Most of Orange County's homeless children run away--literally--from abusive, negligent or dysfunctional homes. At the same time, authorities said, they are running to something they think will be better--to sun, to fun, to freedom. Often they head for a city that has a "Beach" in its name.
"We used to joke that Orange County was the runaway capital of the world," said Bruce Malloy, a former probation officer who now manages the Juvenile Justice Commission. "They used to come from all over the country to go to Disneyland and the beach, particularly after Easter."
At least five girls, ages 14 to 17, ran away to Huntington Beach where they found something they probably did not expect--a man who allegedly used them as prostitutes in exchange for drugs. Three of the girls were from Orange County, two from San Bernardino, police said.
'Can Be Deadly'
"When you hit a place like Huntington Beach, there's an element in that community that preys on the individual; a lot of kids get roped in," Malloy said. "Let's face it, drugs feel good to a kid with pain in life. If they get involved in drugs, you can make good money. It's interesting and exciting.
"No one explains the long-term scenario. It can be deadly."
Authorities say it is nearly impossible to ascertain the number of runaways, although they think that most are from the county. In Orange County, estimates range from 2,500 to as high as 30,000. Authorities are unable to arrest or place in homes runaways who have not committed crimes.
Counselors at the county's youth shelters say runaways are now coming in at younger ages.
"The average age of a runaway is 13," said Cassy Tindall, services director for the Orange branch of the Adam Walsh Foundation, a national organization that helps locate missing children.

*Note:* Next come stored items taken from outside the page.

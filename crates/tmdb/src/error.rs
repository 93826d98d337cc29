use thiserror::Error;

#[derive(Debug, Error)]
pub enum TmdbError {
    #[error("HTTP request failed: {0}")]
    Request(#[from] reqwest::Error),

    #[error("Failed to parse JSON response at '{path}': {source}")]
    Json {
        path: String,
        source: serde_json::Error,
    },

    #[error("API error: {status_code} - {message}")]
    Api { status_code: u16, message: String },
}

impl TmdbError {
    /// TMDB answers 404 for ids it does not know.
    pub fn is_not_found(&self) -> bool {
        matches!(self, TmdbError::Api { status_code: 404, .. })
    }
}
//! In-process result cache with a fixed TTL.

use std::collections::HashMap;

use async_trait::async_trait;
use chrono::{DateTime, Duration, Utc};
use parking_lot::RwLock;

use crate::models::Item;

pub const DEFAULT_CACHE_TTL_SECS: i64 = 300;

/// Cache of served lists, keyed by snapshot key.
///
/// Async so a shared cache across processes can stand in for the in-memory one.
#[async_trait]
pub trait ResultCache: Send + Sync {
    async fn get(&self, key: &str, now: DateTime<Utc>) -> Option<Vec<Item>>;

    async fn put(&self, key: &str, items: Vec<Item>, now: DateTime<Utc>);

    async fn invalidate(&self, key: &str);
}

struct Entry {
    items: Vec<Item>,
    stored_at: DateTime<Utc>,
}

pub struct MemoryResultCache {
    ttl: Duration,
    entries: RwLock<HashMap<String, Entry>>,
}

impl Default for MemoryResultCache {
    fn default() -> Self {
        Self::new(Duration::seconds(DEFAULT_CACHE_TTL_SECS))
    }
}

impl MemoryResultCache {
    pub fn new(ttl: Duration) -> Self {
        Self {
            ttl,
            entries: RwLock::new(HashMap::new()),
        }
    }
}

#[async_trait]
impl ResultCache for MemoryResultCache {
    async fn get(&self, key: &str, now: DateTime<Utc>) -> Option<Vec<Item>> {
        {
            let entries = self.entries.read();
            let entry = entries.get(key)?;
            if now - entry.stored_at < self.ttl {
                return Some(entry.items.clone());
            }
        }

        // expired
        self.entries.write().remove(key);
        None
    }

    async fn put(&self, key: &str, items: Vec<Item>, now: DateTime<Utc>) {
        self.entries.write().insert(
            key.to_string(),
            Entry {
                items,
                stored_at: now,
            },
        );
    }

    async fn invalidate(&self, key: &str) {
        self.entries.write().remove(key);
    }
}
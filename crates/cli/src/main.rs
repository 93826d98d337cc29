use std::path::PathBuf;
use std::sync::Arc;

use bgmtv::BgmtvClient;
use catalog::{
    EnrichmentPipeline, FileBlobStore, Item, MemoryResultCache, Orchestrator, Settings,
    SnapshotStore,
};
use clap::{Args, Parser, Subcommand};
use metadata::{BgmtvCatalog, ListRequest, LookupProvider, TmdbProvider, TvdbProvider, CALENDAR_LIST};
use parking_lot::RwLock;
use tmdb::TmdbClient;
use tvdb::TvdbClient;

#[derive(Parser)]
#[command(name = "catalog-cli")]
#[command(version, about = "Airing anime calendar enriched from TMDB and TheTVDB", long_about = None)]
struct Cli {
    /// Settings file, created with defaults if missing
    #[arg(short, long, default_value = "catalog.toml")]
    config: PathBuf,

    #[command(subcommand)]
    command: Command,
}

#[derive(Subcommand)]
enum Command {
    /// Print the list, refreshing it only if the stored copy is stale
    List(ListArgs),
    /// Rebuild and store the list now
    Refresh(ListArgs),
    /// Print items added by the last refresh
    New(ListArgs),
    /// Write the default settings file
    InitConfig,
}

#[derive(Args)]
struct ListArgs {
    /// Only this weekday (1 = Monday, 7 = Sunday)
    #[arg(short, long, value_parser = clap::value_parser!(i32).range(1..=7))]
    weekday: Option<i32>,

    /// At most this many items
    #[arg(short, long)]
    limit: Option<usize>,

    /// Print JSON instead of a table
    #[arg(long)]
    json: bool,
}

impl ListArgs {
    fn request(&self) -> ListRequest {
        let mut request = ListRequest::new(CALENDAR_LIST);
        if let Some(weekday) = self.weekday {
            request = request.with_weekday(weekday);
        }
        if let Some(limit) = self.limit {
            request = request.with_limit(limit);
        }
        request
    }
}

fn build_orchestrator(settings: &Settings) -> Result<Orchestrator, Box<dyn std::error::Error>> {
    let http = reqwest::Client::builder()
        .user_agent(concat!("catalog-cli/", env!("CARGO_PKG_VERSION")))
        .build()?;

    if settings.tmdb.api_key.is_empty() {
        tracing::warn!("tmdb.api_key is not set, TMDB lookups will fail");
    }
    if settings.tvdb.api_key.is_empty() {
        tracing::warn!("tvdb.api_key is not set, TheTVDB lookups will fail");
    }

    let tmdb = TmdbClient::new(http.clone(), Arc::new(RwLock::new(settings.tmdb.api_key.clone())));
    let tvdb = TvdbClient::new(http.clone(), settings.tvdb.api_key.clone());
    let bgmtv = BgmtvClient::new(http);

    let reference: Arc<dyn LookupProvider> = Arc::new(TmdbProvider::new(Arc::new(tmdb)));
    let secondary: Arc<dyn LookupProvider> = Arc::new(TvdbProvider::new(Arc::new(tvdb)));
    let pipeline = EnrichmentPipeline::new(
        reference,
        secondary,
        settings.enrichment.markers()?,
        settings.pipeline_options(),
    );

    let blobs = FileBlobStore::new(settings.store.root.clone());
    let snapshots = SnapshotStore::new(Arc::new(blobs), settings.store.max_document_bytes);

    Ok(Orchestrator::new(
        Arc::new(BgmtvCatalog::new(Arc::new(bgmtv))),
        pipeline,
        snapshots,
    )
    .with_freshness(settings.freshness.policy()?)
    .with_cache(Arc::new(MemoryResultCache::new(settings.cache.ttl()?))))
}

fn print_items(items: &[Item], json: bool) -> Result<(), Box<dyn std::error::Error>> {
    if json {
        println!("{}", serde_json::to_string_pretty(items)?);
        return Ok(());
    }

    for item in items {
        println!(
            "{:>8}  {:<10}  {}",
            item.source_id,
            item.air_date.as_deref().unwrap_or("-"),
            item.display_title().unwrap_or("(untitled)")
        );
    }
    Ok(())
}

#[tokio::main]
async fn main() -> Result<(), Box<dyn std::error::Error>> {
    tracing_subscriber::fmt()
        .with_env_filter(
            tracing_subscriber::EnvFilter::from_default_env()
                .add_directive(tracing::Level::INFO.into()),
        )
        .init();

    let cli = Cli::parse();
    let settings = Settings::load_or_create(&cli.config).await?;

    match cli.command {
        Command::InitConfig => {
            println!("Settings at {}", cli.config.display());
        }
        Command::List(args) => {
            let orchestrator = build_orchestrator(&settings)?;
            let items = orchestrator.get_list_cached_or_fresh(&args.request()).await?;
            print_items(&items, args.json)?;
        }
        Command::Refresh(args) => {
            let orchestrator = build_orchestrator(&settings)?;
            let refreshed = orchestrator.force_refresh(&args.request()).await?;
            if args.json {
                println!("{}", serde_json::to_string_pretty(&refreshed)?);
            } else {
                print_items(&refreshed.items, false)?;
                println!(
                    "{} items, {} new, {} provider lookups",
                    refreshed.items.len(),
                    refreshed.new_items.len(),
                    refreshed.report.lookups()
                );
            }
        }
        Command::New(args) => {
            let orchestrator = build_orchestrator(&settings)?;
            let items = orchestrator.whats_new(&args.request()).await?;
            print_items(&items, args.json)?;
        }
    }

    Ok(())
}
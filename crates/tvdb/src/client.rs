use parking_lot::RwLock;
use reqwest::Client;

use crate::error::TvdbError;
use crate::models::{decode, Envelope, LoginData, LoginRequest};

const BASE_URL: &str = "https://api4.thetvdb.com/v4";

pub struct TvdbClient {
    client: Client,
    api_key: String,
    base_url: String,
    /// Bearer token from POST /login, valid for a month.
    token: RwLock<Option<String>>,
}

impl TvdbClient {
    pub fn new(client: Client, api_key: impl Into<String>) -> Self {
        Self {
            client,
            api_key: api_key.into(),
            base_url: BASE_URL.to_string(),
            token: RwLock::new(None),
        }
    }

    pub fn with_base_url(mut self, base_url: impl Into<String>) -> Self {
        self.base_url = base_url.into();
        self
    }

    pub(crate) fn url(&self, path: &str) -> String {
        format!("{}{}", self.base_url, path)
    }

    async fn login(&self) -> crate::Result<String> {
        let response = self
            .client
            .post(self.url("/login"))
            .json(&LoginRequest {
                apikey: &self.api_key,
            })
            .send()
            .await?;

        let status = response.status();
        let body = response.text().await?;
        if !status.is_success() {
            return Err(TvdbError::Auth(format!("{} - {}", status.as_u16(), body)));
        }

        let envelope: Envelope<LoginData> = decode(&body)?;
        *self.token.write() = Some(envelope.data.token.clone());
        tracing::debug!("Obtained TVDB bearer token");
        Ok(envelope.data.token)
    }

    async fn token(&self) -> crate::Result<String> {
        let cached = self.token.read().clone();
        match cached {
            Some(token) => Ok(token),
            None => self.login().await,
        }
    }

    /// GET `path`, logging in first if needed and once more if the token expired.
    pub(crate) async fn get<T: serde::de::DeserializeOwned>(&self, path: &str) -> crate::Result<T> {
        let token = self.token().await?;
        match self.get_with_token(path, &token).await {
            Err(e) if e.is_unauthorized() => {
                *self.token.write() = None;
                let token = self.login().await?;
                self.get_with_token(path, &token).await
            }
            other => other,
        }
    }

    async fn get_with_token<T: serde::de::DeserializeOwned>(
        &self,
        path: &str,
        token: &str,
    ) -> crate::Result<T> {
        let response = self
            .client
            .get(self.url(path))
            .bearer_auth(token)
            .send()
            .await?;

        let status = response.status();
        let body = response.text().await?;
        if !status.is_success() {
            return Err(TvdbError::Api {
                status_code: status.as_u16(),
                message: body,
            });
        }
        let envelope: Envelope<T> = decode(&body)?;
        Ok(envelope.data)
    }
}
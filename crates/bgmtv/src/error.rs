use thiserror::Error;

#[derive(Debug, Error)]
pub enum BgmtvError {
    #[error("HTTP request failed: {0}")]
    Request(#[from] reqwest::Error),

    #[error("Failed to parse JSON response at '{path}': {source}")]
    Json {
        path: String,
        source: serde_json::Error,
    },

    #[error("API error: {status_code} - {message}")]
    Api { status_code: u16, message: String },
}
use crate::{models::ExternalIds, TmdbClient};

impl TmdbClient {
    /// GET /tv/{series_id}/external_ids
    pub async fn get_tv_external_ids(&self, series_id: i64) -> crate::Result<ExternalIds> {
        self.get(&format!("/tv/{}/external_ids", series_id), &[])
            .await
    }

    /// GET /movie/{movie_id}/external_ids
    pub async fn get_movie_external_ids(&self, movie_id: i64) -> crate::Result<ExternalIds> {
        self.get(&format!("/movie/{}/external_ids", movie_id), &[])
            .await
    }
}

Tindall is seeking funding for a pilot project, Outreach 601, in which a team trained to identity them would inform Huntington Beach runaways about relevant services and programs. The "601s" are children who are wards of the court but have not committed crimes, she explained.
"We want to reach them before they are part of the system, before they are selling drugs or get into prostitution or burglary." she said. Most runaways are ultimately located after arrests for those crimes, she said.
In 1986, 350 runaways were reported in Huntington Beach, a figure that includes youngsters who returned home after 24 hours and excludes those who come from beyond the city's borders. Most congregate on the beach or at the city pier, Tindall said.
Community activists have also formed a 43-member advisory board to create the Huntington Youth Shelter, a proposed 10,000-square-foot, 16-bed shelter for 11- to 17-year-olds.
Developer Frank Mola, a major fund-raiser for the project, has pledged to donate land for the shelter, according to Geri Ortega, a member of the group's 11-member executive committee. A site has not yet been determined.
Police say the city's problem is no greater than that of any other beach community.
But the city's need is obvious, Ortega said. "We're the county's third largest city, with 185,000, bordered by beach. The pier is a popular hangout, and the open-space areas off Adams Street behind Beach Boulevard is a popular place to sleep at night."
The shelter, which its sponsors hope to have in place within two years, will help alleviate the burden on the county's other three shelters whose total 32 beds are almost always filled, Ortega said. The most recent survey by United Way a few years ago indicated that there were more than 10,000 runaways in Orange County, she said. "We estimated that's doubled by now."
About 30% of runaways wind up in prostitution, and about a third of them are boys, estimated Lois Lee, director of Children of the Night, a Hollywood-based organization set up to help teen-age prostitutes.
"We've seen a tremendous movement from Los Angeles into Orange County in terms of street prostitutes on Harbor Boulevard," she said. "Thirty percent of our clients have always come from Orange County," she added. "They used to come up and work the streets in Hollywood and connect with the street population." Now, she said, because law enforcement has become more sophisticated in Los Angeles, they are either staying in or returning to Orange County.
It is more difficult for runaways to escape from adults who "sweet talk" them into living in the adults' homes, Lee said. "They're never alone."